As a widening attack surface and evolving threats mean that organisations continue to breached despite a large security spend, many businesses are now turning to the ‘zero-trust’ security model.

What Is The Zero-Trust Security Model?

The Zero Trust security model, introduced by analyst firm Forrester Research, is an alternative architecture for IT security that doesn’t work on the traditional assumption that the perimeter is the main focus and that the inside of an organization’s network can be trusted. Zero-trust assumes that untrusted actors exist both inside and outside a company network, and that every user access request has to be authorised, using the principle of “never trust, always verify”. In this way, Zero-trust can address lateral threat movement within the network i.e. stopping insider and other threats from spreading once inside.

Breaches

Almost 70% of organisations are getting breached an average of five times a year, with 81% of breaches being simply linked to weak, default or stolen passwords. Once inside networks, attackers can camouflage their attack behind a legitimate identity like a database administrator, can go on to access and decrypt encrypted information, and be harder to spot and stop because of their apparent legitimacy.

According to some security commentators, this shows that identity, and identity-centric security measures are areas that organisations need to focus on, and this is where architecture such as zero-trust can help.

10 Cyber-Attacks Per Week

More businesses are recognising the need for a better approach to all-round security, particularly in an environment where hacking’s on the up. For example, The UK‘s National Cyber Security Centre has just announced that it has stopped 1,600 attacks over the past two years, many by hostile nation states and that there are now 10 such attacks per week. Also, the NCSC’s Active Cyber Defence (ACD) initiative reports removing 138,398 phishing sites hosted in the UK between September 2017 and August 2018.

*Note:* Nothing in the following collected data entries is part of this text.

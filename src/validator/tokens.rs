//! Which tokens a template will actually substitute

use crate::error::{CertError, Result};
use crate::models::TemplateDocument;
use crate::template::{render_xml, ReplacementMap, TemplateTokens};

#[derive(Debug, Clone, Default, PartialEq, Eq)]
pub struct TokenCheck {
    pub found: Vec<String>,
    /// Tokens that would be left alone, either absent or split across runs
    pub missing: Vec<String>,
}

impl TokenCheck {
    pub fn is_complete(&self) -> bool {
        self.missing.is_empty()
    }
}

/// Probe each token on its own against the template's text parts, using
/// the same rules as rendering.
pub fn check_tokens(document: &TemplateDocument, tokens: &TemplateTokens) -> Result<TokenCheck> {
    let mut check = TokenCheck::default();

    for token in tokens.keys() {
        let mut marker = ReplacementMap::new();
        marker.insert(token, "\u{fffc}");

        let mut hits = 0;
        for name in document.text_part_names() {
            let Some(bytes) = document.part(&name) else {
                continue;
            };
            let source = String::from_utf8_lossy(bytes);
            let (_, count) = render_xml(&source, &marker).map_err(|reason| CertError::Render {
                part: name.clone(),
                reason,
            })?;
            hits += count;
        }

        if hits > 0 {
            check.found.push(token.to_string());
        } else {
            check.missing.push(token.to_string());
        }
    }

    Ok(check)
}

#[cfg(test)]
mod tests {
    use super::*;
    use pretty_assertions::assert_eq;

    #[test]
    fn test_split_and_absent_tokens_are_missing() {
        let body = concat!(
            "<w:body>",
            "<w:p><w:r><w:t>KOLOM A en KOLOM B</w:t></w:r></w:p>",
            "<w:p><w:r><w:t>KOLOM</w:t></w:r><w:r><w:t xml:space=\"preserve\"> C</w:t></w:r></w:p>",
            "<w:tbl><w:tr><w:tc><w:p><w:r><w:t>Datum: van</w:t></w:r><w:r><w:t xml:space=\"preserve\"> vandaag</w:t></w:r></w:p></w:tc></w:tr></w:tbl>",
            "</w:body>"
        );
        let doc = TemplateDocument::new(
            "t.docx",
            vec![("word/document.xml".into(), body.as_bytes().to_vec())],
        );

        let check = check_tokens(&doc, &TemplateTokens::default()).unwrap();
        assert_eq!(check.found, vec!["KOLOM A", "KOLOM B", "Datum: van vandaag"]);
        assert_eq!(check.missing, vec!["KOLOM C", "KOLOM D"]);
        assert!(!check.is_complete());
    }
}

Four Pillars of Zero-Trust Security

The zero-trust security model is, therefore, believed to be another step forward in the battle against cyber-criminals. The success of the zero-trust security model is based upon four key ‘pillars’, which are:

  1. Verifying users. This involves identity consolidation which can tackle weak / shared password issues (using single sign-on and one-time passwords), de-facto authentication everywhere, and monitoring user behaviour e.g. time and location factors.
  2. Validating devices.
  3. Limiting access of privileged users where possible.
  4. Applying machine learning to all these factors, and using this to step up the authentication processes wherever necessary. Machine learning also removes the need for manual intervention.

Benefits

Those who have implemented zero-trust security have reported many benefits. These include cost savings due to gains in incident response efficiencies and technology consolidation, and greater confidence in supporting users on mobile devices and rolling out new partner and customer experiences.

Challenge

One main challenge to the growth of the adoption of zero-trust security measures is the mistaken belief that it has to be time-consuming and takes a lot of effort to implement. Security commentators are keen to point out that, in reality, implementing a zero-trust security model is a step-by-step process.

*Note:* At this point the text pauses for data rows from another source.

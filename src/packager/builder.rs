//! DOCX and archive writers

use crate::models::TemplateDocument;
use anyhow::{Context, Result};
use std::fs::{self, File};
use std::io::Write;
use std::path::Path;
use walkdir::WalkDir;
use zip::write::{FileOptions, ZipWriter};
use zip::CompressionMethod;

/// Write the document's parts back out as a DOCX package
pub fn write_docx(document: &TemplateDocument, output_path: &Path) -> Result<()> {
    if let Some(parent) = output_path.parent() {
        fs::create_dir_all(parent)?;
    }

    let file = File::create(output_path)
        .context("Failed to create DOCX file")?;
    let mut zip = ZipWriter::new(file);

    let options = FileOptions::default()
        .compression_method(CompressionMethod::Deflated)
        .unix_permissions(0o644);

    for (name, content) in &document.parts {
        zip.start_file(name.as_str(), options)
            .with_context(|| format!("Failed to add {}", name))?;
        zip.write_all(content)?;
    }

    zip.finish()?;
    Ok(())
}

/// Zip every file below `source_dir`, replacing any existing archive.
/// Returns the number of files written. The archive itself is never added
/// when it lives inside `source_dir`.
pub fn create_zip_from_directory(source_dir: &Path, zip_path: &Path) -> Result<usize> {
    if let Some(parent) = zip_path.parent() {
        if !parent.as_os_str().is_empty() {
            fs::create_dir_all(parent)?;
        }
    }

    let file = File::create(zip_path)
        .context("Failed to create ZIP file")?;
    let mut zip = ZipWriter::new(file);

    let options = FileOptions::default()
        .compression_method(CompressionMethod::Deflated)
        .unix_permissions(0o644);

    let archive_canonical = fs::canonicalize(zip_path).ok();
    let mut count = 0;

    let mut entries: Vec<_> = WalkDir::new(source_dir)
        .into_iter()
        .filter_map(|e| e.ok())
        .filter(|e| e.file_type().is_file())
        .collect();
    entries.sort_by(|a, b| a.path().cmp(b.path()));

    for entry in entries {
        let path = entry.path();
        if archive_canonical.is_some() && fs::canonicalize(path).ok() == archive_canonical {
            continue;
        }

        let relative_path = path.strip_prefix(source_dir)
            .context("Failed to get relative path")?;

        let name = relative_path.to_string_lossy().replace('\\', "/");
        zip.start_file(name, options)?;
        let content = fs::read(path)
            .with_context(|| format!("Failed to read {}", path.display()))?;
        zip.write_all(&content)?;
        count += 1;
    }

    zip.finish()?;
    Ok(count)
}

What Does This Mean For Your Business?

It seems that the benefits of the zero-trust model are now becoming widely known by UK businesses and organisations. For example, an IDG study revealed that 71% of security-focused IT decision makers are actively pursuing a zero-trust security model, 10% are currently doing pilots, and around 8% who have implemented it fully.

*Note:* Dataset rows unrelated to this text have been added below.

//! DOCX package loading/saving and the final PDF archive

pub mod extractor;
pub mod builder;

use crate::error::{CertError, Result};
use crate::models::TemplateDocument;
use std::path::Path;

/// Load a fresh copy of the template
pub fn load_template(path: &Path) -> Result<TemplateDocument> {
    extractor::load_from_archive(path).map_err(|e| CertError::TemplateLoad {
        path: path.to_path_buf(),
        reason: format!("{:#}", e),
    })
}

pub fn save_document(document: &TemplateDocument, output_path: &Path) -> Result<()> {
    builder::write_docx(document, output_path).map_err(|e| CertError::Save {
        path: output_path.to_path_buf(),
        reason: format!("{:#}", e),
    })
}

/// Bundle the PDF directory into one zip. Returns the number of files archived.
pub fn create_archive(pdf_dir: &Path, archive_path: &Path) -> Result<usize> {
    builder::create_zip_from_directory(pdf_dir, archive_path).map_err(|e| CertError::Archive {
        path: archive_path.to_path_buf(),
        reason: format!("{:#}", e),
    })
}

It’s important to realise that the implementation needn’t be a huge hassle and expense and can be tackled step-by-step, using commercial off-the-shelf technology. This approach to security offers businesses the chance to customise their security for their specific data and assets, and strengthen their infrastructure from the ground up by enabling the identification of vulnerabilities and gaps in their current security models at the root level.

This approach can bring some much-needed benefits, not least of which is a greater feeling of trust and a confidence boost. In terms of more measurable benefits to businesses, a Forrester and Centrify study, for example, has shown that by applying best practices of zero-trust principles, organisations recorded 50% fewer breaches within just two months. These kinds of figures are making this approach to security very attractive to many businesses, particularly those who have fallen victim to costly cyber attacks.